8月6日の朝、空は真っ青で、真夏の太陽が照り付けていたと記録している。指田医師は、当時の広島県立女子商業学校の校庭、現在の広島市南区段原南にいた。上空に、アメリカの飛行機が飛ぶのを見た後、青白い閃光を見た。その瞬間、衝撃が走り、体が浮いた。
「倒れている私たちに、なんとも形容のできないジワッ、ジワッ、ジワッ、と繰り返し熱風が来る。熱風というより、細い針金の羽毛で、しかも熱く熱く焼いて、赤くダイダイ色になった羽毛で、繰り返し繰り返し、顔やそこら一面を撫で回されているような気持ちの中で、だんだん正気づいていった。」(「A Memoir of the Atomic Bombing 原爆の記 指田吾一」より引用)

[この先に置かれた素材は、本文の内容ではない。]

//! Core types for the MIMO link
//!
//! This module defines the fundamental value types shared by every stage of
//! the link, and the error taxonomy used across the crate.
//!
//! ## Symbols on the wire
//!
//! Each QAM symbol is a complex number whose real part is the in-phase (I)
//! component and whose imaginary part is the quadrature (Q) component:
//!
//! ```text
//!            Q (Imaginary)
//!            ^
//!   00 (-1,+1) *   |   * 10 (+1,+1)
//!                  |
//!   ---------------+---------------> I (Real)
//!                  |
//!   01 (-1,-1) *   |   * 11 (+1,-1)
//! ```

use num_complex::Complex64;

/// Type alias for complex numbers using f64 precision
pub type Complex = Complex64;

/// Index of a QAM symbol (0..=3 for data, 4 for filler / invalid).
pub type SymbolIndex = u8;

/// Result type for link operations
pub type MimoResult<T> = Result<T, MimoError>;

/// Errors that can occur while building or running a link.
///
/// A complex-valued channel handed to the SVD engine is *not* an error: it is
/// reported as a `tracing` warning and the real part is used.
#[derive(Debug, Clone, PartialEq, thiserror::Error)]
pub enum MimoError {
    #[error("cannot allocate a {rows}x{cols} matrix")]
    Allocation { rows: usize, cols: usize },

    #[error("shape mismatch in {op}: left is {left:?}, right is {right:?}")]
    ShapeMismatch {
        op: &'static str,
        left: (usize, usize),
        right: (usize, usize),
    },

    #[error("invalid noise level selector {0}. Must be between 0 and 3")]
    InvalidNoiseLevel(u8),

    #[error("invalid noise standard deviation {0}. Must be finite and non-negative")]
    InvalidNoiseStdDev(f64),

    #[error("invalid clamp epsilon {0}. Must be finite and positive")]
    InvalidClampEpsilon(f64),

    #[error("singular value of stream {stream} is zero, cannot equalize")]
    DivisionByZeroSingularValue { stream: usize },

    #[error("invalid antenna configuration: Nr={nr}, Nt={nt}")]
    InvalidDimensions { nr: usize, nt: usize },

    #[error("SVD failed: {0}")]
    Svd(String),
}

impl MimoError {
    pub(crate) fn shape(
        op: &'static str,
        left: (usize, usize),
        right: (usize, usize),
    ) -> Self {
        MimoError::ShapeMismatch { op, left, right }
    }
}

#[cfg(test)]
mod tests {
    use super::*;

    #[test]
    fn test_error_messages() {
        let err = MimoError::InvalidNoiseLevel(7);
        assert_eq!(
            err.to_string(),
            "invalid noise level selector 7. Must be between 0 and 3"
        );

        let err = MimoError::shape("matmul", (2, 3), (2, 3));
        assert!(err.to_string().contains("matmul"));
        assert!(err.to_string().contains("(2, 3)"));
    }
}
//! Test runner
//!
//! [`Runner`] executes one [`TestCase`]: it seeds a channel model, draws the
//! channel, sends the payload through the link and collects the metrics.
//! [`Simulation`] drives a whole [`Schedule`] and writes the reports.

use mimo_core::config::{LinkConfig, MimoConfig};
use mimo_core::framing::{bytes_to_symbols, symbols_to_bytes};
use mimo_core::{ChannelModel, LinkRegime, LinkStatistics, MimoLink, MimoResult, NoiseLevel};
use tracing::{error, info, info_span};

use crate::report::{write_recovered, CsvReport};
use crate::schedule::{Schedule, TestCase};
use crate::SimResult;

/// Result of one successful test.
#[derive(Debug, Clone, PartialEq)]
pub struct TestReport {
    pub case: TestCase,
    /// Seed of the channel model, for reproducing the test
    pub seed: u64,
    pub regime: LinkRegime,
    pub n_streams: usize,
    pub padding: usize,
    pub statistics: LinkStatistics,
    pub recovered: Vec<u8>,
}

/// Runs single tests with a fixed link configuration.
#[derive(Debug, Clone)]
pub struct Runner {
    link: LinkConfig,
}

impl Runner {
    pub fn new(link: LinkConfig) -> Self {
        Self { link }
    }

    /// Seed for `case`: the configured seed offset by the test number, or
    /// `None` for entropy.
    fn seed_for(&self, case: &TestCase) -> Option<u64> {
        self.link.seed.map(|s| s.wrapping_add(case.test as u64))
    }

    pub fn run_case(&self, case: &TestCase, payload: &[u8]) -> MimoResult<TestReport> {
        let _span = info_span!("test", test = case.test).entered();

        let noise = NoiseLevel::from_selector(case.noise_level)?;
        let mut model = ChannelModel::new(self.link.channel_sigma, self.seed_for(case))?;
        info!(
            nr = case.nr,
            nt = case.nt,
            noise = case.noise_level,
            seed = model.seed(),
            "test started"
        );

        let link = MimoLink::generate(
            &mut model,
            case.nr,
            case.nt,
            noise,
            self.link.zero_singular_value,
        )?;
        let symbols = bytes_to_symbols(payload);
        let outcome = link.run(&symbols, &mut model)?;
        let stats = outcome.statistics;

        info!(
            regime = %link.regime(),
            n_streams = link.n_streams(),
            padding = outcome.padding,
            symbols = stats.symbols,
            symbol_errors = stats.symbol_errors,
            error_percentage = stats.error_percentage,
            ber = stats.ber,
            snr_db = stats.snr_db,
            evm_db = stats.evm_db,
            capacity = stats.capacity,
            "test finished"
        );

        Ok(TestReport {
            case: *case,
            seed: model.seed(),
            regime: link.regime(),
            n_streams: link.n_streams(),
            padding: outcome.padding,
            statistics: stats,
            recovered: symbols_to_bytes(&outcome.recovered),
        })
    }
}

/// Totals of a simulation run.
#[derive(Debug, Clone, Default, PartialEq)]
pub struct SimulationSummary {
    pub reports: Vec<TestReport>,
    /// Tests whose link failed, with the error message
    pub failures: Vec<(TestCase, String)>,
}

impl SimulationSummary {
    pub fn completed(&self) -> usize {
        self.reports.len()
    }

    pub fn failed(&self) -> usize {
        self.failures.len()
    }
}

/// A configured run over a whole schedule.
#[derive(Debug, Clone)]
pub struct Simulation {
    config: MimoConfig,
    schedule: Schedule,
}

impl Simulation {
    pub fn new(config: MimoConfig) -> SimResult<Self> {
        config.validate()?;
        let schedule = Schedule::from_config(&config.schedule)?;
        Ok(Self { config, schedule })
    }

    pub fn schedule(&self) -> &Schedule {
        &self.schedule
    }

    /// Run every scheduled test.
    ///
    /// Link failures are logged and recorded in the summary. Output I/O
    /// errors abort the run.
    pub fn run(&self, payload: &[u8]) -> SimResult<SimulationSummary> {
        let runner = Runner::new(self.config.link.clone());
        let csv = CsvReport::new(&self.config.output.csv);
        let mut summary = SimulationSummary::default();

        info!(
            tests = self.schedule.len(),
            bytes = payload.len(),
            "simulation started"
        );

        for case in self.schedule.iter() {
            match runner.run_case(case, payload) {
                Ok(report) => {
                    if self.config.output.write_files {
                        write_recovered(&self.config.output.directory, case, &report.recovered)?;
                    }
                    csv.append(case, &report.statistics)?;
                    summary.reports.push(report);
                }
                Err(e) => {
                    error!(test = case.test, nr = case.nr, nt = case.nt, error = %e, "test failed");
                    summary.failures.push((*case, e.to_string()));
                }
            }
        }

        info!(
            completed = summary.completed(),
            failed = summary.failed(),
            "simulation finished"
        );
        Ok(summary)
    }
}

2.5km離れていても、遮蔽のない校庭にいた指田医師は、熱線、爆風の影響をこれだけ直接受けていました。校庭で意識を失い、上司の方と重なって倒れていました。

指田先生は、この直後から医師として多くの人々の治療にあたっていました。広島でも長崎でも、地元の医師たちが、被曝直後から人々のために働いていました。

自らも被曝しているにもかかわらず、自分の家へ帰ることもできないまま、家族に会えないままに、原爆で苦しむ人々の治療にあたっていたお医者さんたちがいたことも、今はあまり知られていない事実です。